MX Lab, http://www.mxlab.eu, intercepted some emails with subject “Your Federal Tax Payment ID: 2636335 is failed” (numbers will change with each email) where the trojan is masked for the reader as a self extracting archive that will contains a PDF file.
The email is send from spoofed addresses and has the following body:
Your Federal Tax Payment ID: 901757127 has been rejected.
Return Reason Code R21 – The identification number used in the Company Identification Field is not valid. Please, check the information and refer to Code R21 to get details about your company payment in transaction contacts section:
report_177329.pdf.exe (self-extracting archive, Adobe PDF)
In other way forward information to your accountant adviser.

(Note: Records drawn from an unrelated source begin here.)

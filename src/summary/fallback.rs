//! Deterministic summaries used whenever the provider cannot answer.
//!
//! Built only from the email fields and the classification, and always cut
//! to the configured word limit.

use crate::email::{ClassifiedEmail, PriorityBand};
use crate::statistics::{top_senders, urgent_subjects, InboxStats};
use crate::text::{collapse_whitespace, join_natural, limit_words, truncate_chars};

const SUBJECT_WORDS: usize = 12;
const TASK_WORDS: usize = 15;
const PREVIEW_WORDS: usize = 25;
const OVERALL_MENTIONS: usize = 3;

/// `None` only when the email has nothing at all to describe.
pub fn email_fallback(email: &ClassifiedEmail, max_words: usize) -> Option<String> {
    if email.email.is_blank() {
        return None;
    }

    let c = &email.classification;
    let sender = if email.email.sender.trim().is_empty() {
        "an unknown sender".to_string()
    } else {
        email.email.sender_name()
    };

    let mut parts = Vec::new();

    let subject = email.email.subject.trim();
    if subject.is_empty() {
        parts.push(format!("This email from {} has no subject.", sender));
    } else {
        parts.push(format!(
            "This email from {} is about \"{}\".",
            sender,
            limit_words(subject, SUBJECT_WORDS)
        ));
    }

    if c.has_tasks {
        parts.push("It contains actionable tasks or meeting requests.".to_string());
    }

    let band = match c.band() {
        PriorityBand::High => "This is a high-priority email that requires immediate attention",
        PriorityBand::Medium => "This is a medium-priority email",
        PriorityBand::Low => "This is a low-priority email",
    };
    if c.is_important {
        parts.push(format!("{} and it is flagged as important.", band));
    } else {
        parts.push(format!("{}.", band));
    }

    if !c.labels.is_empty() {
        let labels: Vec<String> = c.labels.iter().cloned().collect();
        parts.push(format!("Topics: {}.", join_natural(&labels)));
    }

    if let Some(task) = email.tasks.first() {
        let description = limit_words(&task.description, TASK_WORDS);
        match &task.time_hint {
            Some(hint) => parts.push(format!("Next step: {} ({}).", description, hint)),
            None => parts.push(format!("Next step: {}.", description)),
        }
    }

    let body = collapse_whitespace(&email.email.body);
    if !body.is_empty() {
        parts.push(format!("Preview: {}", limit_words(&body, PREVIEW_WORDS)));
    }

    Some(limit_words(&parts.join(" "), max_words))
}

/// `None` for an empty batch.
pub fn overall_fallback(
    emails: &[ClassifiedEmail],
    stats: &InboxStats,
    max_words: usize,
) -> Option<String> {
    if emails.is_empty() {
        return None;
    }

    let mut parts = vec![format!(
        "You have {} {} with {} high-priority {} requiring attention.",
        stats.total,
        plural(stats.total, "email", "emails"),
        stats.high_priority,
        plural(stats.high_priority, "item", "items"),
    )];

    parts.push(format!(
        "{} contain tasks or meeting requests and {} {} flagged as important.",
        stats.with_tasks,
        stats.important,
        plural(stats.important, "is", "are"),
    ));

    if stats.top_labels.is_empty() {
        parts.push("No particular themes stand out.".to_string());
    } else {
        let themes: Vec<String> = stats
            .top_labels
            .iter()
            .take(OVERALL_MENTIONS)
            .map(|l| format!("{} ({})", l.label, l.count))
            .collect();
        parts.push(format!("Main themes: {}.", join_natural(&themes)));
    }

    let senders: Vec<String> = top_senders(emails, OVERALL_MENTIONS)
        .into_iter()
        .map(|s| format!("{} ({})", truncate_chars(&s.sender, 30), s.count))
        .collect();
    if !senders.is_empty() {
        parts.push(format!("Top senders: {}.", join_natural(&senders)));
    }

    let urgent: Vec<String> = urgent_subjects(emails, OVERALL_MENTIONS)
        .iter()
        .map(|s| format!("\"{}\"", truncate_chars(s, 40)))
        .collect();
    if urgent.is_empty() {
        parts.push("Nothing is marked urgent.".to_string());
    } else {
        parts.push(format!("Most urgent: {}.", join_natural(&urgent)));
    }

    if stats.high_priority == 0 && stats.with_tasks == 0 {
        parts.push("Your inbox looks manageable today.".to_string());
    }

    Some(limit_words(&parts.join(" "), max_words))
}

fn plural<'a>(n: usize, one: &'a str, many: &'a str) -> &'a str {
    if n == 1 {
        one
    } else {
        many
    }
}

#[cfg(test)]
mod tests {
    use super::*;
    use crate::email::tests::{classified, record};
    use crate::email::TaskCandidate;
    use crate::text::word_count;

    #[test]
    fn test_email_fallback_describes_classification() {
        let mut email = classified("1", 0.9, true, 9);
        email.email.sender = "Boss <b@x.com>".into();
        email.email.subject = "Urgent: meeting tomorrow".into();
        email.email.body = "Can we meet tomorrow at 3pm to discuss the budget?".into();
        email.classification.is_important = true;
        email.classification.labels = ["meeting", "urgent"].iter().map(|s| s.to_string()).collect();
        email.tasks = vec![TaskCandidate {
            description: "Can we meet tomorrow at 3pm to discuss the budget?".into(),
            time_hint: Some("tomorrow at 3pm".into()),
        }];

        let text = email_fallback(&email, 150).unwrap();
        assert!(text.starts_with("This email from Boss is about \"Urgent: meeting tomorrow\"."));
        assert!(text.contains("actionable tasks"));
        assert!(text.contains("high-priority"));
        assert!(text.contains("flagged as important"));
        assert!(text.contains("Topics: meeting and urgent."));
        assert!(text.contains("(tomorrow at 3pm)"));
        assert!(word_count(&text) <= 150);
    }

    #[test]
    fn test_email_fallback_is_bounded() {
        let mut email = classified("1", 0.2, false, 9);
        email.email.subject = "long ".repeat(500);
        email.email.body = "body ".repeat(5000);
        let text = email_fallback(&email, 40).unwrap();
        assert!(word_count(&text) <= 40);
    }

    #[test]
    fn test_email_fallback_for_sparse_emails() {
        let mut email = classified("1", 0.1, false, 9);
        email.email = record("1", "", "", "just a body");
        let text = email_fallback(&email, 150).unwrap();
        assert!(text.starts_with("This email from an unknown sender has no subject."));
        assert!(text.contains("Preview: just a body"));

        email.email = record("1", " ", "", "");
        assert!(email_fallback(&email, 150).is_none());
    }

    #[test]
    fn test_overall_fallback_mentions_counts_senders_and_urgent_items() {
        let mut emails = vec![
            classified("1", 0.95, true, 9),
            classified("2", 0.6, false, 10),
            classified("3", 0.3, false, 11),
        ];
        emails[0].email.subject = "Server down".into();
        emails[0].email.sender = "Ops <ops@corp.com>".into();
        emails[0].classification.labels.insert("urgent".into());
        emails[1].classification.labels.insert("work".into());
        emails[2].classification.labels.insert("work".into());

        let stats = InboxStats::from_emails(&emails, 8);
        let text = overall_fallback(&emails, &stats, 150).unwrap();

        assert!(text.starts_with("You have 3 emails with 1 high-priority item requiring attention."));
        assert!(text.contains("Main themes: work (2) and urgent (1)."));
        assert!(text.contains("Top senders: Someone (2) and Ops (1)."));
        assert!(text.contains("Most urgent: \"Server down\"."));
        assert!(word_count(&text) <= 150);
    }

    #[test]
    fn test_overall_fallback_quiet_inbox_and_empty_batch() {
        let emails = vec![classified("1", 0.3, false, 9)];
        let stats = InboxStats::from_emails(&emails, 8);
        let text = overall_fallback(&emails, &stats, 150).unwrap();
        assert!(text.contains("Nothing is marked urgent."));
        assert!(text.contains("manageable"));

        let empty = InboxStats::from_emails(&[], 8);
        assert!(overall_fallback(&[], &empty, 150).is_none());
    }
}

EFTPS: The Electronic Federal Tax Payment System
PLEASE NOTE: Your tax payment is due regardless of EFTPS online availability. In case of an emergency, you can always make your tax payment by calling the EFTPS.
The embedded URL “report_177329.pdf.exe” leads to hxxp://corporate12banking.firm.in/report.pdf.exe and a 200 kB large file report.pdf.exe is downloaded.
The trojan is known as Spyware/Win32.Zbot or W32/Crypt.BBAL!tr.
At the time of writing, only 2 of the 41 AV engines did detect the trojan at Virus Total.
Virus Total permalink and SHA256: 8a23b87b866909d6d3d7bc6b4e45784a519ab12a46d3ac70f55f42a6b7c10e3c.